How we programmed our latest hire

Writing an executive assistant from scratch

Mar 31, 2026

I’ve been thinking about what makes AI useful versus what makes it feel like a toy.

Most AI tools are stateless. You open a window, ask something, get an answer, close it. Nothing persists. Nothing happens on its own. The AI waits for you to show up, which means it only helps when you remember to use it. ChatGPT, Claude, Gemini: all brilliant in a conversation. All useless the moment you close the tab.

We wanted something different. An AI that shows up every morning, reads the inbox, checks the calendar, tracks open deals, monitors engineering PRs, and follows up on things you’d otherwise drop. Not a chatbot. An executive assistant.

Here’s how we built it.

The model layer: LLMs as reasoning engines

The core of the system is a large language model. We use ChatGPT as the primary LLM. Specifically the API, not the chat interface. ChatGPT handles reading, summarizing, drafting, and deciding what needs attention. For some tasks we’ve experimented with other models as a fallback or for comparison, but ChatGPT seems to be easier to train to have the right personality.

But we’re not using LLMs as chatbots. We’re using them as reasoning engines that get called by code, receive structured context, and return structured actions.

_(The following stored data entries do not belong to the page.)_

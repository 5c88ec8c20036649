//! Follow-up visit document generation.
//!
//! A request is rendered in memory against the Word template, then stored under
//! `<output_dir>/<sanitised name>/<sanitised name>.docx`. Storing the same content twice reuses
//! the existing file; different content for an existing name gets the next free ` (n)` suffix.
//! PDF conversion follows and is best-effort unless the configuration makes it mandatory.

use crate::constants::{
    DATE_OF_EVALUATION_KEY, DEFAULT_FILE_STEM, DOCX_EXTENSION, DOC_SECTIONS_KEY, FILE_NAME_KEY,
    MAX_DOCUMENT_VERSIONS, PATIENT_NAME_KEY,
};
use crate::pdf::{expected_pdf_path, PdfConverter};
use crate::{write_atomic, CoreConfig, FollowUpError, FollowUpResult};
use followup_docx::DocxTemplate;
use followup_types::SafeFileName;
use serde_json::{Map, Value};
use sha2::{Digest, Sha256};
use std::fs;
use std::path::{Path, PathBuf};
use std::sync::{Arc, Mutex};

/// A document description as posted by the front-end.
///
/// Any JSON object is accepted; the keys become template variables.
#[derive(Debug, Clone, PartialEq)]
pub struct DocumentRequest {
    fields: Map<String, Value>,
}

impl DocumentRequest {
    /// # Errors
    ///
    /// Returns `InvalidInput` unless `value` is a JSON object.
    pub fn from_value(value: Value) -> FollowUpResult<Self> {
        match value {
            Value::Object(fields) => Ok(Self { fields }),
            other => Err(FollowUpError::InvalidInput(format!(
                "document description must be a JSON object, got {}",
                json_kind(&other)
            ))),
        }
    }

    /// Trimmed, non-empty string value of `key`.
    pub fn field_str(&self, key: &str) -> Option<&str> {
        self.fields
            .get(key)
            .and_then(Value::as_str)
            .map(str::trim)
            .filter(|s| !s.is_empty())
    }

    pub fn patient_name(&self) -> Option<&str> {
        self.field_str(PATIENT_NAME_KEY)
    }

    pub fn date_of_evaluation(&self) -> Option<&str> {
        self.field_str(DATE_OF_EVALUATION_KEY)
    }

    /// Output file stem: `fileName`, else `patientName`, else `follow_up`, sanitised.
    ///
    /// A candidate that sanitises to nothing is skipped in favour of the next one.
    pub fn file_stem(&self) -> SafeFileName {
        [FILE_NAME_KEY, PATIENT_NAME_KEY]
            .iter()
            .filter_map(|key| self.field_str(key))
            .find_map(SafeFileName::sanitise)
            .unwrap_or_else(|| SafeFileName::sanitise_or(DEFAULT_FILE_STEM, DEFAULT_FILE_STEM))
    }

    /// Required fields that are absent, `null`, or blank strings, in `required` order.
    pub fn missing_fields<'a>(&self, required: &'a [String]) -> Vec<&'a str> {
        required
            .iter()
            .map(String::as_str)
            .filter(|key| match self.fields.get(*key) {
                None | Some(Value::Null) => true,
                Some(Value::String(s)) => s.trim().is_empty(),
                Some(_) => false,
            })
            .collect()
    }

    /// Template variables: every request field, with `docSections` defaulting to `[]`.
    pub fn template_context(&self) -> Value {
        let mut fields = self.fields.clone();
        fields
            .entry(DOC_SECTIONS_KEY)
            .or_insert_with(|| Value::Array(Vec::new()));
        Value::Object(fields)
    }
}

fn json_kind(value: &Value) -> &'static str {
    match value {
        Value::Null => "null",
        Value::Bool(_) => "a boolean",
        Value::Number(_) => "a number",
        Value::String(_) => "a string",
        Value::Array(_) => "an array",
        Value::Object(_) => "an object",
    }
}

/// A generated follow-up note.
#[derive(Debug, Clone)]
pub struct GeneratedDocument {
    /// Sanitised base name, used for the download header and the document folder.
    pub file_name: SafeFileName,
    /// Where the DOCX was stored; its stem may carry a ` (n)` suffix.
    pub docx_path: PathBuf,
    pub pdf_path: Option<PathBuf>,
    pub bytes: Vec<u8>,
    /// Hex SHA-256 of `bytes`.
    pub sha256: String,
    pub date_of_evaluation: Option<String>,
    /// `true` when identical content was already stored and no new file was written.
    pub reused_existing: bool,
}

impl GeneratedDocument {
    /// `Content-Disposition` value for downloading the DOCX.
    pub fn content_disposition(&self) -> String {
        self.file_name.content_disposition(DOCX_EXTENSION)
    }
}

#[derive(Debug)]
struct StoredDocx {
    file_name: SafeFileName,
    path: PathBuf,
    bytes: Vec<u8>,
    sha256: String,
    reused: bool,
}

/// Renders, stores and converts follow-up notes.
#[derive(Clone)]
pub struct DocumentService {
    cfg: Arc<CoreConfig>,
    converter: Arc<dyn PdfConverter>,
    write_lock: Arc<Mutex<()>>,
}

impl DocumentService {
    pub fn new(cfg: Arc<CoreConfig>, converter: Arc<dyn PdfConverter>) -> Self {
        Self {
            cfg,
            converter,
            write_lock: Arc::new(Mutex::new(())),
        }
    }

    pub fn config(&self) -> &CoreConfig {
        &self.cfg
    }

    /// Generates the DOCX for `request`, stores it and attempts PDF conversion.
    ///
    /// # Errors
    ///
    /// - `MissingField` if a configured required field is absent
    /// - `TemplateNotFound` / `Template` if the template is missing or fails to render;
    ///   nothing is written in either case
    /// - `OutputDirCreation`, `FileRead`, `FileWrite` for storage failures
    /// - the converter's error, only when PDFs are configured as required
    pub async fn generate(&self, request: DocumentRequest) -> FollowUpResult<GeneratedDocument> {
        let date_of_evaluation = request.date_of_evaluation().map(str::to_owned);

        let service = self.clone();
        let stored = tokio::task::spawn_blocking(move || service.render_and_store(&request))
            .await
            .map_err(|e| FollowUpError::Task(e.to_string()))??;

        let pdf_path = self.convert(&stored).await?;

        Ok(GeneratedDocument {
            file_name: stored.file_name,
            docx_path: stored.path,
            pdf_path,
            bytes: stored.bytes,
            sha256: stored.sha256,
            date_of_evaluation,
            reused_existing: stored.reused,
        })
    }

    async fn convert(&self, stored: &StoredDocx) -> FollowUpResult<Option<PathBuf>> {
        let out_dir = stored
            .path
            .parent()
            .map(Path::to_path_buf)
            .unwrap_or_else(|| self.cfg.output_dir().to_path_buf());

        if stored.reused {
            let existing = expected_pdf_path(&stored.path, &out_dir)?;
            if existing.is_file() {
                tracing::debug!("reusing existing PDF {}", existing.display());
                return Ok(Some(existing));
            }
        }

        match self.converter.convert(&stored.path, &out_dir).await {
            Ok(pdf) => Ok(Some(pdf)),
            Err(e) if self.cfg.pdf_required() => {
                tracing::error!("PDF conversion failed for {}: {}", stored.path.display(), e);
                Err(e)
            }
            Err(e) => {
                tracing::warn!(
                    "PDF conversion failed for {}, returning DOCX only: {}",
                    stored.path.display(),
                    e
                );
                Ok(None)
            }
        }
    }

    fn render_and_store(&self, request: &DocumentRequest) -> FollowUpResult<StoredDocx> {
        let missing = request.missing_fields(self.cfg.required_fields());
        if !missing.is_empty() {
            return Err(FollowUpError::MissingField(missing.join(", ")));
        }

        let template = DocxTemplate::open(self.cfg.template_file())?;
        let bytes = template.render(&request.template_context())?;
        let sha256 = hex::encode(Sha256::digest(&bytes));

        let file_name = request.file_stem();
        let dir = self.cfg.output_dir().join(file_name.as_str());
        fs::create_dir_all(&dir).map_err(FollowUpError::OutputDirCreation)?;

        let _guard = self
            .write_lock
            .lock()
            .unwrap_or_else(|poisoned| poisoned.into_inner());

        for version in 1..=MAX_DOCUMENT_VERSIONS {
            let stem = if version == 1 {
                file_name.clone()
            } else {
                file_name.with_suffix(version)
            };
            let path = dir.join(stem.with_extension(DOCX_EXTENSION));

            if !path.exists() {
                write_atomic(&path, &bytes).map_err(FollowUpError::FileWrite)?;
                tracing::info!("stored {} ({} bytes)", path.display(), bytes.len());
                return Ok(StoredDocx {
                    file_name,
                    path,
                    bytes,
                    sha256,
                    reused: false,
                });
            }

            let existing = fs::read(&path).map_err(FollowUpError::FileRead)?;
            if hex::encode(Sha256::digest(&existing)) == sha256 {
                tracing::info!("identical document already stored at {}", path.display());
                return Ok(StoredDocx {
                    file_name,
                    path,
                    bytes,
                    sha256,
                    reused: true,
                });
            }
        }

        Err(FollowUpError::FileWrite(std::io::Error::other(format!(
            "more than {MAX_DOCUMENT_VERSIONS} versions of '{file_name}' exist"
        ))))
    }
}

The difference between “AI tool” and “AI agent” is mostly this: who initiates the interaction.

Start with identity

The first decision, and the one most people skip, is giving the assistant a real identity.

Ours has a name, a persona, and its own email address. When it sends an email, it comes from a real mailbox with a proper signature, threaded replies, and HTML formatting. Recipients don’t get a wall of monospace text from `noreply@`. They get a professional email that looks like it came from someone on the team.

This matters more than it sounds. When the assistant has an identity, it changes how you think about it. You’re not prompting a tool. You’re delegating to someone. And it changes how recipients interact with it too.

Practically, this means:

A dedicated account. A real email address in Google Workspace.
OAuth credentials. So it can read and send email on that account.
An HTML signature. stored as a file the assistant loads at send time.
Proper reply threading. Setting `In-Reply-To` and `References` headers, passing the `threadId` back to the Gmail API so replies land in the right conversation.

Write an operating manual, not a prompt

The assistant’s behavior is defined in a file called `AGENTS.md`. Think of it less as a system prompt and more as an employee handbook.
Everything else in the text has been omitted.